| What to produce |
What follows is a set of records, each of which is to be written out exactly.

| Data records |

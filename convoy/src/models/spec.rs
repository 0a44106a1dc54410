//! Desired deployment state

use std::collections::BTreeMap;
use std::fmt;

use serde::{Deserialize, Serialize};

use crate::errors::ReconcileError;
use crate::utils::sha256_hash;

/// CPU architecture the task must be scheduled on
#[derive(Debug, Clone, Copy, PartialEq, Eq, Serialize, Deserialize)]
#[serde(rename_all = "SCREAMING_SNAKE_CASE")]
pub enum Architecture {
    Arm64,
    X86_64,
}

impl Architecture {
    /// Map a host CPU type to an architecture. Returns `None` for unknown hosts.
    pub fn from_host(machine: &str) -> Option<Self> {
        match machine.trim().to_lowercase().as_str() {
            "aarch64" | "arm64" | "armv8" | "armv8l" => Some(Architecture::Arm64),
            "x86_64" | "amd64" | "x64" => Some(Architecture::X86_64),
            _ => None,
        }
    }

    pub fn as_str(&self) -> &'static str {
        match self {
            Architecture::Arm64 => "ARM64",
            Architecture::X86_64 => "X86_64",
        }
    }
}

impl fmt::Display for Architecture {
    fn fmt(&self, f: &mut fmt::Formatter<'_>) -> fmt::Result {
        f.write_str(self.as_str())
    }
}

/// Container image reference
#[derive(Debug, Clone, PartialEq, Eq, Serialize, Deserialize)]
pub struct ImageRef {
    pub repository: String,
    /// Tag, or `sha256:...` when the reference was pinned by digest
    pub tag: String,
}

impl ImageRef {
    /// Parse `repository[:tag]` or `repository@digest`.
    ///
    /// A colon only separates a tag when it appears after the last `/`, so
    /// `registry:5000/app` is a repository without a tag.
    pub fn parse(reference: &str) -> Result<Self, ReconcileError> {
        let reference = reference.trim();
        if reference.is_empty() {
            return Err(ReconcileError::missing("image"));
        }

        let (repository, tag) = if let Some((repo, digest)) = reference.split_once('@') {
            (repo, digest)
        } else {
            let name_start = reference.rfind('/').map(|i| i + 1).unwrap_or(0);
            match reference[name_start..].rfind(':') {
                Some(i) => (
                    &reference[..name_start + i],
                    &reference[name_start + i + 1..],
                ),
                None => (reference, "latest"),
            }
        };

        if repository.is_empty() {
            return Err(ReconcileError::Configuration(format!(
                "image '{}' has an empty repository",
                reference
            )));
        }
        if tag.is_empty() {
            return Err(ReconcileError::Configuration(format!(
                "image '{}' has an empty tag",
                reference
            )));
        }

        Ok(Self {
            repository: repository.to_string(),
            tag: tag.to_string(),
        })
    }

    pub fn is_digest(&self) -> bool {
        self.tag.starts_with("sha256:")
    }
}

impl fmt::Display for ImageRef {
    fn fmt(&self, f: &mut fmt::Formatter<'_>) -> fmt::Result {
        if self.is_digest() {
            write!(f, "{}@{}", self.repository, self.tag)
        } else {
            write!(f, "{}:{}", self.repository, self.tag)
        }
    }
}

/// Network placement of the service tasks
#[derive(Debug, Clone, Default, PartialEq, Eq, Serialize, Deserialize)]
pub struct NetworkConfig {
    /// Subnet ids, deduplicated, in the order they were given
    pub subnets: Vec<String>,
    pub security_group: Option<String>,
    pub assign_public_ip: bool,
    pub vpc_id: Option<String>,
}

impl NetworkConfig {
    /// Whether this configuration carries everything a service creation needs
    pub fn is_complete(&self) -> bool {
        !self.subnets.is_empty() && self.security_group.is_some()
    }
}

/// The desired state of one deployment. Built once per invocation by
/// [`crate::deploy::builder::build_spec`] and never mutated afterwards.
#[derive(Debug, Clone, PartialEq, Eq, Serialize)]
pub struct DeploymentSpec {
    pub(crate) service_name: String,
    pub(crate) cluster_name: String,
    pub(crate) task_family: String,
    pub(crate) container_name: String,
    pub(crate) image: ImageRef,
    pub(crate) cpu: u32,
    pub(crate) memory: u32,
    pub(crate) environment: BTreeMap<String, String>,
    pub(crate) port: u16,
    pub(crate) desired_count: u32,
    pub(crate) execution_role_ref: String,
    pub(crate) task_role_ref: String,
    pub(crate) network: NetworkConfig,
    pub(crate) load_balancer_target_ref: Option<String>,
    pub(crate) architecture: Architecture,
}

impl DeploymentSpec {
    pub fn service_name(&self) -> &str {
        &self.service_name
    }

    pub fn cluster_name(&self) -> &str {
        &self.cluster_name
    }

    pub fn task_family(&self) -> &str {
        &self.task_family
    }

    pub fn container_name(&self) -> &str {
        &self.container_name
    }

    pub fn image(&self) -> &ImageRef {
        &self.image
    }

    pub fn cpu(&self) -> u32 {
        self.cpu
    }

    pub fn memory(&self) -> u32 {
        self.memory
    }

    pub fn environment(&self) -> &BTreeMap<String, String> {
        &self.environment
    }

    pub fn port(&self) -> u16 {
        self.port
    }

    pub fn desired_count(&self) -> u32 {
        self.desired_count
    }

    pub fn execution_role_ref(&self) -> &str {
        &self.execution_role_ref
    }

    pub fn task_role_ref(&self) -> &str {
        &self.task_role_ref
    }

    pub fn network(&self) -> &NetworkConfig {
        &self.network
    }

    pub fn load_balancer_target_ref(&self) -> Option<&str> {
        self.load_balancer_target_ref.as_deref()
    }

    pub fn architecture(&self) -> Architecture {
        self.architecture
    }

    /// SHA-256 fingerprint of the desired content.
    ///
    /// Two specs with the same digest describe the same deployment, which
    /// lets a revision be traced back to the inputs that produced it.
    pub fn digest(&self) -> String {
        // Serializing a struct of strings, integers and a BTreeMap cannot fail.
        let bytes = serde_json::to_vec(self).unwrap_or_default();
        sha256_hash(&bytes)
    }
}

| Your solution |
filename convoy/src/models/spec.rs
repository 0a44106a1dc54410
//! Desired deployment state

use std::collections::BTreeMap;
use std::fmt;

use serde::{Deserialize, Serialize};

use crate::errors::ReconcileError;
use crate::utils::sha256_hash;

/// CPU architecture the task must be scheduled on
#[derive(Debug, Clone, Copy, PartialEq, Eq, Serialize, Deserialize)]
#[serde(rename_all = "SCREAMING_SNAKE_CASE")]
pub enum Architecture {
    Arm64,
    X86_64,
}

impl Architecture {
    /// Map a host CPU type to an architecture. Returns `None` for unknown hosts.
    pub fn from_host(machine: &str) -> Option<Self> {
        match machine.trim().to_lowercase().as_str() {
            "aarch64" | "arm64" | "armv8" | "armv8l" => Some(Architecture::Arm64),
            "x86_64" | "amd64" | "x64" => Some(Architecture::X86_64),
            _ => None,
        }
    }

    pub fn as_str(&self) -> &'static str {
        match self {
            Architecture::Arm64 => "ARM64",
            Architecture::X86_64 => "X86_64",
        }
    }
}

impl fmt::Display for Architecture {
    fn fmt(&self, f: &mut fmt::Formatter<'_>) -> fmt::Result {
        f.write_str(self.as_str())
    }
}

/// Container image reference
#[derive(Debug, Clone, PartialEq, Eq, Serialize, Deserialize)]
pub struct ImageRef {
    pub repository: String,
    /// Tag, or `sha256:...` when the reference was pinned by digest
    pub tag: String,
}

impl ImageRef {
    /// Parse `repository[:tag]` or `repository@digest`.
    ///
    /// A colon only separates a tag when it appears after the last `/`, so
    /// `registry:5000/app` is a repository without a tag.
    pub fn parse(reference: &str) -> Result<Self, ReconcileError> {
        let reference = reference.trim();
        if reference.is_empty() {
            return Err(ReconcileError::missing("image"));
        }

        let (repository, tag) = if let Some((repo, digest)) = reference.split_once('@') {
            (repo, digest)
        } else {
            let name_start = reference.rfind('/').map(|i| i + 1).unwrap_or(0);
            match reference[name_start..].rfind(':') {
                Some(i) => (
                    &reference[..name_start + i],
                    &reference[name_start + i + 1..],
                ),
                None => (reference, "latest"),
            }
        };

        if repository.is_empty() {
            return Err(ReconcileError::Configuration(format!(
                "image '{}' has an empty repository",
                reference
            )));
        }
        if tag.is_empty() {
            return Err(ReconcileError::Configuration(format!(
                "image '{}' has an empty tag",
                reference
            )));
        }

        Ok(Self {
            repository: repository.to_string(),
            tag: tag.to_string(),
        })
    }

    pub fn is_digest(&self) -> bool {
        self.tag.starts_with("sha256:")
    }
}

impl fmt::Display for ImageRef {
    fn fmt(&self, f: &mut fmt::Formatter<'_>) -> fmt::Result {
        if self.is_digest() {
            write!(f, "{}@{}", self.repository, self.tag)
        } else {
            write!(f, "{}:{}", self.repository, self.tag)
        }
    }
}

/// Network placement of the service tasks
#[derive(Debug, Clone, Default, PartialEq, Eq, Serialize, Deserialize)]
pub struct NetworkConfig {
    /// Subnet ids, deduplicated, in the order they were given
    pub subnets: Vec<String>,
    pub security_group: Option<String>,
    pub assign_public_ip: bool,
    pub vpc_id: Option<String>,
}

impl NetworkConfig {
    /// Whether this configuration carries everything a service creation needs
    pub fn is_complete(&self) -> bool {
        !self.subnets.is_empty() && self.security_group.is_some()
    }
}

/// The desired state of one deployment. Built once per invocation by
/// [`crate::deploy::builder::build_spec`] and never mutated afterwards.
#[derive(Debug, Clone, PartialEq, Eq, Serialize)]
pub struct DeploymentSpec {
    pub(crate) service_name: String,
    pub(crate) cluster_name: String,
    pub(crate) task_family: String,
    pub(crate) container_name: String,
    pub(crate) image: ImageRef,
    pub(crate) cpu: u32,
    pub(crate) memory: u32,
    pub(crate) environment: BTreeMap<String, String>,
    pub(crate) port: u16,
    pub(crate) desired_count: u32,
    pub(crate) execution_role_ref: String,
    pub(crate) task_role_ref: String,
    pub(crate) network: NetworkConfig,
    pub(crate) load_balancer_target_ref: Option<String>,
    pub(crate) architecture: Architecture,
}

impl DeploymentSpec {
    pub fn service_name(&self) -> &str {
        &self.service_name
    }

    pub fn cluster_name(&self) -> &str {
        &self.cluster_name
    }

    pub fn task_family(&self) -> &str {
        &self.task_family
    }

    pub fn container_name(&self) -> &str {
        &self.container_name
    }

    pub fn image(&self) -> &ImageRef {
        &self.image
    }

    pub fn cpu(&self) -> u32 {
        self.cpu
    }

    pub fn memory(&self) -> u32 {
        self.memory
    }

    pub fn environment(&self) -> &BTreeMap<String, String> {
        &self.environment
    }

    pub fn port(&self) -> u16 {
        self.port
    }

    pub fn desired_count(&self) -> u32 {
        self.desired_count
    }

    pub fn execution_role_ref(&self) -> &str {
        &self.execution_role_ref
    }

    pub fn task_role_ref(&self) -> &str {
        &self.task_role_ref
    }

    pub fn network(&self) -> &NetworkConfig {
        &self.network
    }

    pub fn load_balancer_target_ref(&self) -> Option<&str> {
        self.load_balancer_target_ref.as_deref()
    }

    pub fn architecture(&self) -> Architecture {
        self.architecture
    }

    /// SHA-256 fingerprint of the desired content.
    ///
    /// Two specs with the same digest describe the same deployment, which
    /// lets a revision be traced back to the inputs that produced it.
    pub fn digest(&self) -> String {
        // Serializing a struct of strings, integers and a BTreeMap cannot fail.
        let bytes = serde_json::to_vec(self).unwrap_or_default();
        sha256_hash(&bytes)
    }
}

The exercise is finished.